Activity: Search the data for the word "impl" and copy every line that contains it.

(Provided entries Opens)

//! unfurl - Rewrite service links into readable titles

mod cli;

use anyhow::{Context, Result};
use clap::{Parser, Subcommand};
use std::path::PathBuf;
use unfurl_core::UnfurlConfig;
use url::Url;

#[derive(Parser)]
#[command(
    name = "unfurl",
    version,
    about = "Rewrite service links into readable titles",
    long_about = "Finds links to configured Backlog spaces and replaces their URL text with\n\
                  a title built from the space's API (issue summary, wiki name, pull request...).\n\
                  \n\
                  Examples:\n\
                    unfurl render page.html -o out.html      # Rewrite every link in a file\n\
                    unfurl title https://x.backlog.jp/view/PROJ-1\n\
                    unfurl tenants                           # List configured domains\n\
                    unfurl sweep                             # Drop expired cache entries\n\
                  \n\
                  Environment Variables:\n\
                    UNFURL_CONFIG                    # Config file (default: <config_dir>/unfurl/config.toml)\n\
                    UNFURL_TENANTS                   # JSON tenant list used when the config has none\n\
                    UNFURL_API_ORIGIN                # Send API requests to this origin instead\n\
                    RUST_LOG                         # Log filter (default: unfurl=info)"
)]
struct Cli {
    #[command(subcommand)]
    command: Command,

    /// Path to the config file
    #[arg(long, env = "UNFURL_CONFIG", global = true)]
    config: Option<PathBuf>,

    /// Keep API responses in memory only
    #[arg(long, global = true)]
    no_persist: bool,

    /// Override the scheme, host and port of every API request
    #[arg(long, env = "UNFURL_API_ORIGIN", global = true)]
    api_origin: Option<Url>,

    /// Debug logging
    #[arg(long, short = 'v', global = true)]
    verbose: bool,
}

#[derive(Subcommand)]
enum Command {
    /// Rewrite the links of an HTML file
    Render {
        /// HTML file to read
        file: PathBuf,
        /// URL the page is served from (decides the space prefix)
        #[arg(long)]
        page_url: Option<Url>,
        /// Write here instead of stdout
        #[arg(long, short = 'o')]
        output: Option<PathBuf>,
    },
    /// Print the title for one URL
    Title {
        url: Url,
        /// URL of the page the link appears on
        #[arg(long)]
        page_url: Option<Url>,
    },
    /// Drop cache entries older than the configured max age
    Sweep,
    /// Drop every cached response
    ClearCache,
    /// List configured tenant domains
    Tenants {
        /// Output as JSON
        #[arg(long)]
        json: bool,
    },
}

#[tokio::main]
async fn main() -> Result<()> {
    let cli = Cli::parse();
    init_logging(cli.verbose);

    let config_path = cli
        .config
        .or_else(UnfurlConfig::default_path)
        .context("Could not determine config file location")?;
    let config = UnfurlConfig::load(&config_path)
        .with_context(|| format!("Failed to load config: {}", config_path.display()))?
        .with_env_fallback();

    let options = cli::EngineOptions {
        persist: !cli.no_persist,
        api_origin: cli.api_origin,
    };

    match cli.command {
        Command::Render {
            file,
            page_url,
            output,
        } => cli::run_render(&config, &options, &file, page_url, output.as_deref()).await,
        Command::Title { url, page_url } => {
            cli::run_title(&config, &options, &url, page_url.as_ref()).await
        }
        Command::Sweep => cli::run_sweep(&config, &options).await,
        Command::ClearCache => cli::run_clear_cache(&config, &options).await,
        Command::Tenants { json } => cli::run_tenants(&config, json),
    }
}

fn init_logging(verbose: bool) {
    let default = if verbose {
        "unfurl=debug,unfurl_core=debug"
    } else {
        "unfurl=info,unfurl_core=info"
    };
    let filter = tracing_subscriber::EnvFilter::try_from_default_env()
        .unwrap_or_else(|_| tracing_subscriber::EnvFilter::new(default));

    tracing_subscriber::fmt()
        .with_env_filter(filter)
        .with_writer(std::io::stderr)
        .init();
}
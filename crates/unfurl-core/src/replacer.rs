//! Rewrites the visible URL text of a link
//!
//! Only text nodes change. Elements (icons, images, wrappers) keep their
//! identity and position.

use crate::dom::{Document, NodeId};
use tracing::trace;

/// Replace the text of `root`'s own URL with `title`
///
/// Returns the number of text nodes rewritten. A second call with the same
/// title finds no URL text and is a no-op.
pub fn apply(doc: &Document, root: NodeId, title: &str) -> usize {
    let Some(url) = doc.resolve_href(root) else {
        return 0;
    };
    replace_text(doc, root, url.as_str(), title)
}

/// Replace every occurrence of `needle` in the text nodes under `root`
pub fn replace_text(doc: &Document, root: NodeId, needle: &str, replacement: &str) -> usize {
    if needle.is_empty() {
        return 0;
    }

    let mut rewritten = 0;
    for node in doc.descendants(root) {
        let Some(text) = doc.text(node) else { continue };

        if text == needle {
            doc.set_text(node, replacement);
        } else if text.contains(needle) {
            doc.set_text(node, &text.replace(needle, replacement));
        } else {
            continue;
        }
        rewritten += 1;
    }

    trace!(rewritten, "Replaced link text");
    rewritten
}
//! Persistent response cache
//!
//! Stores raw API payloads keyed by `domain + resourcePath`. Every write is a
//! per-key upsert, so concurrent writers to different keys never clobber each
//! other.

pub mod memory;
pub mod response_cache;

pub use memory::MemoryStore;
pub use response_cache::ResponseCache;

use anyhow::Result;
use async_trait::async_trait;
use serde::{Deserialize, Serialize};
use std::time::Duration;

/// One cached payload and the time it was written (epoch millis)
#[derive(Debug, Clone, PartialEq, Serialize, Deserialize)]
pub struct CacheEntry {
    pub data: serde_json::Value,
    pub timestamp: i64,
}

impl CacheEntry {
    /// Entry stamped with the current time
    pub fn now(data: serde_json::Value) -> Self {
        Self {
            data,
            timestamp: now_millis(),
        }
    }

    /// Age measured from the entry's own write time
    pub fn age(&self, now_ms: i64) -> Duration {
        Duration::from_millis(now_ms.saturating_sub(self.timestamp).max(0) as u64)
    }

    pub fn is_fresh(&self, ttl: Duration, now_ms: i64) -> bool {
        self.age(now_ms) < ttl
    }
}

/// Current wall-clock time in epoch millis
pub fn now_millis() -> i64 {
    chrono::Utc::now().timestamp_millis()
}

/// Write time before which an entry is older than `max_age`
///
/// Every store sweeps entries with `timestamp < cutoff`, i.e. `age > max_age`.
/// Ages too large for epoch millis saturate, so nothing is ever swept.
pub fn sweep_cutoff(max_age: Duration, now_ms: i64) -> i64 {
    let max_age_ms = i64::try_from(max_age.as_millis()).unwrap_or(i64::MAX);
    now_ms.saturating_sub(max_age_ms)
}

/// Key/value store behind the caching client
#[async_trait]
pub trait CacheStore: Send + Sync {
    async fn get(&self, key: &str) -> Result<Option<CacheEntry>>;

    /// Insert or fully replace the entry for `key`
    async fn put(&self, key: &str, entry: &CacheEntry) -> Result<()>;

    /// Drop entries older than `max_age`, returning how many were removed
    async fn sweep_expired(&self, max_age: Duration) -> Result<usize>;

    /// Drop every entry
    async fn clear(&self) -> Result<()>;
}
//! Caching API client
//!
//! `get` answers from the persistent cache when the entry is younger than the
//! caller's TTL. Otherwise it joins the request already in flight for the same
//! key, or starts one. At most one request per key is outstanding at a time.

use crate::api::Schema;
use crate::cache::{now_millis, CacheEntry, CacheStore};
use crate::error::CoreError;
use crate::tenant::{normalize_domain, TenantRegistry};
use crate::transport::{ApiRequest, Transport};
use dashmap::mapref::entry::Entry;
use dashmap::DashMap;
use futures::future::{BoxFuture, FutureExt, Shared};
use serde::de::DeserializeOwned;
use std::sync::Arc;
use std::time::Duration;
use tracing::{debug, trace, warn};

type Pending = Shared<BoxFuture<'static, Result<serde_json::Value, CoreError>>>;

/// Deduplicating, caching client over one tenant registry
pub struct CachingClient {
    registry: Arc<dyn TenantRegistry>,
    store: Arc<dyn CacheStore>,
    transport: Arc<dyn Transport>,
    in_flight: Arc<DashMap<String, Pending>>,
}

/// Removes the in-flight marker when the request finishes or is dropped
struct InFlightGuard {
    in_flight: Arc<DashMap<String, Pending>>,
    key: String,
}

impl Drop for InFlightGuard {
    fn drop(&mut self) {
        self.in_flight.remove(&self.key);
    }
}

impl CachingClient {
    pub fn new(
        registry: Arc<dyn TenantRegistry>,
        store: Arc<dyn CacheStore>,
        transport: Arc<dyn Transport>,
    ) -> Self {
        Self {
            registry,
            store,
            transport,
            in_flight: Arc::new(DashMap::new()),
        }
    }

    pub fn registry(&self) -> &Arc<dyn TenantRegistry> {
        &self.registry
    }

    /// Cache key for a resource; never includes the credential
    pub fn cache_key(domain: &str, resource_path: &str) -> String {
        format!("{}{}", normalize_domain(domain), resource_path)
    }

    /// Number of requests currently outstanding
    pub fn in_flight_count(&self) -> usize {
        self.in_flight.len()
    }

    /// Fetch `resource_path` from `domain` and decode it as `T`
    pub async fn get<T>(&self, domain: &str, resource_path: &str, ttl: Duration) -> Result<T, CoreError>
    where
        T: DeserializeOwned + Schema,
    {
        let key = Self::cache_key(domain, resource_path);
        let data = self.get_raw(domain, resource_path, ttl).await?;

        serde_json::from_value(data).map_err(|e| CoreError::Schema {
            key,
            schema: T::NAME,
            message: e.to_string(),
        })
    }

    /// Fetch the raw JSON payload
    pub async fn get_raw(
        &self,
        domain: &str,
        resource_path: &str,
        ttl: Duration,
    ) -> Result<serde_json::Value, CoreError> {
        let tenant = self
            .registry
            .find(domain)
            .ok_or_else(|| CoreError::TenantNotFound {
                domain: domain.to_string(),
            })?;

        let key = Self::cache_key(&tenant.domain, resource_path);

        match self.store.get(&key).await {
            Ok(Some(entry)) if entry.is_fresh(ttl, now_millis()) => {
                trace!(key = %key, "Cache hit");
                return Ok(entry.data);
            }
            Ok(Some(_)) => debug!(key = %key, "Cache entry stale"),
            Ok(None) => trace!(key = %key, "Cache miss"),
            Err(e) => warn!(key = %key, error = %e, "Cache read failed, treating as miss"),
        }

        let pending = match self.in_flight.entry(key.clone()) {
            Entry::Occupied(existing) => {
                debug!(key = %key, "Joining in-flight request");
                existing.get().clone()
            }
            Entry::Vacant(slot) => {
                let request = ApiRequest::new(&tenant.domain, resource_path, &tenant.credential)?;
                let pending = self.start_request(key.clone(), request);
                slot.insert(pending.clone());
                pending
            }
        };

        pending.await
    }

    fn start_request(&self, key: String, request: ApiRequest) -> Pending {
        let store = Arc::clone(&self.store);
        let transport = Arc::clone(&self.transport);
        let in_flight = Arc::clone(&self.in_flight);

        async move {
            let _guard = InFlightGuard {
                in_flight,
                key: key.clone(),
            };

            debug!(domain = %request.domain, path = %request.resource_path, "Requesting");
            let data = transport.get_json(&request).await?;

            if let Err(e) = store.put(&key, &CacheEntry::now(data.clone())).await {
                warn!(key = %key, error = %e, "Cache write failed");
            }
            Ok(data)
        }
        .boxed()
        .shared()
    }

    /// Drop cached entries older than `max_age`
    pub async fn sweep_expired(&self, max_age: Duration) -> usize {
        match self.store.sweep_expired(max_age).await {
            Ok(removed) => removed,
            Err(e) => {
                warn!(error = %e, "Cache sweep failed");
                0
            }
        }
    }

    /// Drop every cached entry
    pub async fn clear(&self) -> anyhow::Result<()> {
        self.store.clear().await
    }
}

#[cfg(test)]
pub(crate) mod testing {
    use super::*;
    use parking_lot::Mutex;
    use std::collections::HashMap;
    use std::sync::atomic::{AtomicUsize, Ordering};

    /// Transport answering from a fixed map of resource paths
    #[derive(Default)]
    pub struct MockTransport {
        pub responses: Mutex<HashMap<String, Result<serde_json::Value, CoreError>>>,
        pub calls: AtomicUsize,
        pub requested: Mutex<Vec<String>>,
        pub delay: Option<Duration>,
    }

    impl MockTransport {
        pub fn with_delay(delay: Duration) -> Self {
            Self {
                delay: Some(delay),
                ..Default::default()
            }
        }

        pub fn respond(&self, resource_path: &str, body: serde_json::Value) {
            self.responses
                .lock()
                .insert(resource_path.to_string(), Ok(body));
        }

        pub fn fail(&self, resource_path: &str, status: u16) {
            self.responses.lock().insert(
                resource_path.to_string(),
                Err(CoreError::Status {
                    domain: "mock".to_string(),
                    resource_path: resource_path.to_string(),
                    status,
                }),
            );
        }

        pub fn calls(&self) -> usize {
            self.calls.load(Ordering::SeqCst)
        }
    }

    #[async_trait::async_trait]
    impl Transport for MockTransport {
        async fn get_json(&self, request: &ApiRequest) -> Result<serde_json::Value, CoreError> {
            self.calls.fetch_add(1, Ordering::SeqCst);
            self.requested.lock().push(request.resource_path.clone());
            if let Some(delay) = self.delay {
                tokio::time::sleep(delay).await;
            }
            self.responses
                .lock()
                .get(&request.resource_path)
                .cloned()
                .unwrap_or_else(|| {
                    Err(CoreError::Status {
                        domain: request.domain.clone(),
                        resource_path: request.resource_path.clone(),
                        status: 404,
                    })
                })
        }
    }
}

(Provided entries Closes)

Answer below:
impl CacheEntry {
impl Drop for InFlightGuard {
impl CachingClient {
    impl MockTransport {
    impl Transport for MockTransport {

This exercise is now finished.